INSTRUCTIONS FOR THE TASK: The entries below are to be repeated exactly as they stand.

Collected data entries:
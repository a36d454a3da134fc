use std::cell::{Cell, RefCell};
use std::rc::{Rc, Weak};

use gloo::console;
use gloo::events::{EventListener, EventListenerOptions, EventListenerPhase};
use gloo::render::{request_animation_frame, AnimationFrame};
use gloo::timers::callback::Interval;
use wasm_bindgen::JsCast;
use web_sys::{Event, HtmlElement, MouseEvent, TouchEvent};

use crate::dom_surface::DomSurface;
use crate::resize::ResizeService;
use slideshow_core::{DepthLayout, SlideshowConfig, SlideshowController, TaskSlot};

const ACTIVE_OPTIONS: EventListenerOptions = EventListenerOptions {
    phase: EventListenerPhase::Bubble,
    passive: false,
};

pub(crate) struct Slideshow {
    label: String,
    root: HtmlElement,
    controller: RefCell<SlideshowController<DomSurface>>,
    momentum_interval_ms: u32,
    frame: RefCell<Option<AnimationFrame>>,
    momentum: RefCell<TaskSlot<Interval>>,
    listeners: RefCell<Vec<EventListener>>,
    drag_listeners: RefCell<Vec<EventListener>>,
    resize: Option<Rc<ResizeService>>,
    resize_id: Cell<Option<u64>>,
}

impl Slideshow {
    pub(crate) fn attach(
        label: String,
        root: HtmlElement,
        config: SlideshowConfig,
        resize: Option<Rc<ResizeService>>,
        seed: u64,
    ) -> Rc<Self> {
        let surface = DomSurface::new(root.clone(), &config);
        let momentum_interval_ms = config.momentum.interval_ms;
        let controller = SlideshowController::new(surface, config, seed);
        let slideshow = Rc::new(Self {
            label,
            root,
            controller: RefCell::new(controller),
            momentum_interval_ms,
            frame: RefCell::new(None),
            momentum: RefCell::new(TaskSlot::new()),
            listeners: RefCell::new(Vec::new()),
            drag_listeners: RefCell::new(Vec::new()),
            resize,
            resize_id: Cell::new(None),
        });
        let layout = slideshow.controller.borrow_mut().attach();
        slideshow.report_layout(&layout);
        slideshow.install_listeners();
        slideshow.observe_resize();
        console::log!(
            "slideshow attached",
            slideshow.label.clone(),
            slideshow.controller.borrow().gallery().len()
        );
        slideshow
    }

    pub(crate) fn relayout(&self) {
        let layout = self.controller.borrow_mut().layout();
        self.report_layout(&layout);
    }

    fn report_layout(&self, layout: &DepthLayout) {
        if layout.unresolved > 0 {
            console::warn!(
                "slideshow depth collisions left unresolved",
                self.label.clone(),
                layout.unresolved
            );
        }
    }

    fn observe_resize(self: &Rc<Self>) {
        let Some(resize) = self.resize.as_ref() else {
            return;
        };
        let view: Weak<Self> = Rc::downgrade(self);
        let id = resize.observe(
            &self.root,
            Rc::new(move || {
                if let Some(view) = view.upgrade() {
                    view.relayout();
                }
            }),
        );
        self.resize_id.set(Some(id));
    }

    fn install_listeners(self: &Rc<Self>) {
        let mut listeners = Vec::new();
        let root = self.root.clone();

        let view = Rc::clone(self);
        listeners.push(EventListener::new(&root, "scroll", move |_event| {
            view.schedule_frame();
        }));

        let view = Rc::clone(self);
        listeners.push(EventListener::new_with_options(
            &root,
            "mousedown",
            ACTIVE_OPTIONS,
            move |event: &Event| {
                let Some(event) = event.dyn_ref::<MouseEvent>() else {
                    return;
                };
                event.prevent_default();
                if view.begin_drag(event.client_x() as f64) {
                    view.bind_mouse_drag();
                }
            },
        ));

        let view = Rc::clone(self);
        listeners.push(EventListener::new(&root, "mouseleave", move |_event| {
            view.end_drag();
        }));

        let view = Rc::clone(self);
        listeners.push(EventListener::new_with_options(
            &root,
            "touchstart",
            ACTIVE_OPTIONS,
            move |event: &Event| {
                let Some(x) = first_touch_x(event) else {
                    return;
                };
                event.prevent_default();
                view.begin_drag(x);
            },
        ));

        let view = Rc::clone(self);
        listeners.push(EventListener::new(&root, "touchmove", move |event| {
            if let Some(x) = first_touch_x(event) {
                view.move_drag(x);
            }
        }));

        let view = Rc::clone(self);
        listeners.push(EventListener::new(&root, "touchend", move |_event| {
            view.end_drag();
        }));

        *self.listeners.borrow_mut() = listeners;
    }

    // Mouse move/up only listen while a mouse drag is in progress.
    fn bind_mouse_drag(self: &Rc<Self>) {
        let root = self.root.clone();
        let view = Rc::clone(self);
        let move_listener = EventListener::new(&root, "mousemove", move |event| {
            if let Some(event) = event.dyn_ref::<MouseEvent>() {
                view.move_drag(event.client_x() as f64);
            }
        });
        let view = Rc::clone(self);
        let up_listener = EventListener::new(&root, "mouseup", move |_event| {
            view.end_drag();
        });
        *self.drag_listeners.borrow_mut() = vec![move_listener, up_listener];
    }

    fn schedule_frame(self: &Rc<Self>) {
        if !self.controller.borrow_mut().request_frame() {
            return;
        }
        let view = Rc::clone(self);
        let handle = request_animation_frame(move |_timestamp| {
            view.frame.borrow_mut().take();
            view.controller.borrow_mut().run_frame();
        });
        *self.frame.borrow_mut() = Some(handle);
    }

    pub(crate) fn begin_drag(&self, x: f64) -> bool {
        self.momentum.borrow_mut().cancel();
        self.controller.borrow_mut().drag_start(x)
    }

    pub(crate) fn move_drag(&self, x: f64) {
        self.controller.borrow_mut().drag_move(x);
    }

    pub(crate) fn end_drag(self: &Rc<Self>) {
        let started = self.controller.borrow_mut().drag_end();
        let drag_listeners = std::mem::take(&mut *self.drag_listeners.borrow_mut());
        drop(drag_listeners);
        if started {
            self.start_momentum();
        }
    }

    fn start_momentum(self: &Rc<Self>) {
        let view = Rc::clone(self);
        let interval_ms = self.momentum_interval_ms;
        self.momentum.borrow_mut().start(move || {
            Interval::new(interval_ms, move || {
                let running = view.controller.borrow_mut().momentum_tick();
                if !running {
                    view.momentum.borrow_mut().cancel();
                }
            })
        });
    }

    #[cfg(test)]
    pub(crate) fn momentum_running(&self) -> bool {
        self.momentum.borrow().is_running()
    }

    pub(crate) fn destroy(&self) {
        self.listeners.borrow_mut().clear();
        self.drag_listeners.borrow_mut().clear();
        self.momentum.borrow_mut().cancel();
        self.frame.borrow_mut().take();
        if let (Some(resize), Some(id)) = (self.resize.as_ref(), self.resize_id.take()) {
            resize.unobserve(id);
        }
        self.controller.borrow_mut().detach();
        console::log!("slideshow destroyed", self.label.clone());
    }
}

fn first_touch_x(event: &Event) -> Option<f64> {
    let event = event.dyn_ref::<TouchEvent>()?;
    let touch = event.touches().get(0)?;
    Some(touch.client_x() as f64)
}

ANSWER TO THIS TASK:
repository a36d454a3da134fc
use std::cell::{Cell, RefCell};
use std::rc::{Rc, Weak};

use gloo::console;
use gloo::events::{EventListener, EventListenerOptions, EventListenerPhase};
use gloo::render::{request_animation_frame, AnimationFrame};
use gloo::timers::callback::Interval;
use wasm_bindgen::JsCast;
use web_sys::{Event, HtmlElement, MouseEvent, TouchEvent};

use crate::dom_surface::DomSurface;
use crate::resize::ResizeService;
use slideshow_core::{DepthLayout, SlideshowConfig, SlideshowController, TaskSlot};

const ACTIVE_OPTIONS: EventListenerOptions = EventListenerOptions {
    phase: EventListenerPhase::Bubble,
    passive: false,
};

pub(crate) struct Slideshow {
    label: String,
    root: HtmlElement,
    controller: RefCell<SlideshowController<DomSurface>>,
    momentum_interval_ms: u32,
    frame: RefCell<Option<AnimationFrame>>,
    momentum: RefCell<TaskSlot<Interval>>,
    listeners: RefCell<Vec<EventListener>>,
    drag_listeners: RefCell<Vec<EventListener>>,
    resize: Option<Rc<ResizeService>>,
    resize_id: Cell<Option<u64>>,
}

impl Slideshow {
    pub(crate) fn attach(
        label: String,
        root: HtmlElement,
        config: SlideshowConfig,
        resize: Option<Rc<ResizeService>>,
        seed: u64,
    ) -> Rc<Self> {
        let surface = DomSurface::new(root.clone(), &config);
        let momentum_interval_ms = config.momentum.interval_ms;
        let controller = SlideshowController::new(surface, config, seed);
        let slideshow = Rc::new(Self {
            label,
            root,
            controller: RefCell::new(controller),
            momentum_interval_ms,
            frame: RefCell::new(None),
            momentum: RefCell::new(TaskSlot::new()),
            listeners: RefCell::new(Vec::new()),
            drag_listeners: RefCell::new(Vec::new()),
            resize,
            resize_id: Cell::new(None),
        });
        let layout = slideshow.controller.borrow_mut().attach();
        slideshow.report_layout(&layout);
        slideshow.install_listeners();
        slideshow.observe_resize();
        console::log!(
            "slideshow attached",
            slideshow.label.clone(),
            slideshow.controller.borrow().gallery().len()
        );
        slideshow
    }

    pub(crate) fn relayout(&self) {
        let layout = self.controller.borrow_mut().layout();
        self.report_layout(&layout);
    }

    fn report_layout(&self, layout: &DepthLayout) {
        if layout.unresolved > 0 {
            console::warn!(
                "slideshow depth collisions left unresolved",
                self.label.clone(),
                layout.unresolved
            );
        }
    }

    fn observe_resize(self: &Rc<Self>) {
        let Some(resize) = self.resize.as_ref() else {
            return;
        };
        let view: Weak<Self> = Rc::downgrade(self);
        let id = resize.observe(
            &self.root,
            Rc::new(move || {
                if let Some(view) = view.upgrade() {
                    view.relayout();
                }
            }),
        );
        self.resize_id.set(Some(id));
    }

    fn install_listeners(self: &Rc<Self>) {
        let mut listeners = Vec::new();
        let root = self.root.clone();

        let view = Rc::clone(self);
        listeners.push(EventListener::new(&root, "scroll", move |_event| {
            view.schedule_frame();
        }));

        let view = Rc::clone(self);
        listeners.push(EventListener::new_with_options(
            &root,
            "mousedown",
            ACTIVE_OPTIONS,
            move |event: &Event| {
                let Some(event) = event.dyn_ref::<MouseEvent>() else {
                    return;
                };
                event.prevent_default();
                if view.begin_drag(event.client_x() as f64) {
                    view.bind_mouse_drag();
                }
            },
        ));

        let view = Rc::clone(self);
        listeners.push(EventListener::new(&root, "mouseleave", move |_event| {
            view.end_drag();
        }));

        let view = Rc::clone(self);
        listeners.push(EventListener::new_with_options(
            &root,
            "touchstart",
            ACTIVE_OPTIONS,
            move |event: &Event| {
                let Some(x) = first_touch_x(event) else {
                    return;
                };
                event.prevent_default();
                view.begin_drag(x);
            },
        ));

        let view = Rc::clone(self);
        listeners.push(EventListener::new(&root, "touchmove", move |event| {
            if let Some(x) = first_touch_x(event) {
                view.move_drag(x);
            }
        }));

        let view = Rc::clone(self);
        listeners.push(EventListener::new(&root, "touchend", move |_event| {
            view.end_drag();
        }));

        *self.listeners.borrow_mut() = listeners;
    }

    // Mouse move/up only listen while a mouse drag is in progress.
    fn bind_mouse_drag(self: &Rc<Self>) {
        let root = self.root.clone();
        let view = Rc::clone(self);
        let move_listener = EventListener::new(&root, "mousemove", move |event| {
            if let Some(event) = event.dyn_ref::<MouseEvent>() {
                view.move_drag(event.client_x() as f64);
            }
        });
        let view = Rc::clone(self);
        let up_listener = EventListener::new(&root, "mouseup", move |_event| {
            view.end_drag();
        });
        *self.drag_listeners.borrow_mut() = vec![move_listener, up_listener];
    }

    fn schedule_frame(self: &Rc<Self>) {
        if !self.controller.borrow_mut().request_frame() {
            return;
        }
        let view = Rc::clone(self);
        let handle = request_animation_frame(move |_timestamp| {
            view.frame.borrow_mut().take();
            view.controller.borrow_mut().run_frame();
        });
        *self.frame.borrow_mut() = Some(handle);
    }

    pub(crate) fn begin_drag(&self, x: f64) -> bool {
        self.momentum.borrow_mut().cancel();
        self.controller.borrow_mut().drag_start(x)
    }

    pub(crate) fn move_drag(&self, x: f64) {
        self.controller.borrow_mut().drag_move(x);
    }

    pub(crate) fn end_drag(self: &Rc<Self>) {
        let started = self.controller.borrow_mut().drag_end();
        let drag_listeners = std::mem::take(&mut *self.drag_listeners.borrow_mut());
        drop(drag_listeners);
        if started {
            self.start_momentum();
        }
    }

    fn start_momentum(self: &Rc<Self>) {
        let view = Rc::clone(self);
        let interval_ms = self.momentum_interval_ms;
        self.momentum.borrow_mut().start(move || {
            Interval::new(interval_ms, move || {
                let running = view.controller.borrow_mut().momentum_tick();
                if !running {
                    view.momentum.borrow_mut().cancel();
                }
            })
        });
    }

    #[cfg(test)]
    pub(crate) fn momentum_running(&self) -> bool {
        self.momentum.borrow().is_running()
    }

    pub(crate) fn destroy(&self) {
        self.listeners.borrow_mut().clear();
        self.drag_listeners.borrow_mut().clear();
        self.momentum.borrow_mut().cancel();
        self.frame.borrow_mut().take();
        if let (Some(resize), Some(id)) = (self.resize.as_ref(), self.resize_id.take()) {
            resize.unobserve(id);
        }
        self.controller.borrow_mut().detach();
        console::log!("slideshow destroyed", self.label.clone());
    }
}

fn first_touch_x(event: &Event) -> Option<f64> {
    let event = event.dyn_ref::<TouchEvent>()?;
    let touch = event.touches().get(0)?;
    Some(touch.client_x() as f64)
}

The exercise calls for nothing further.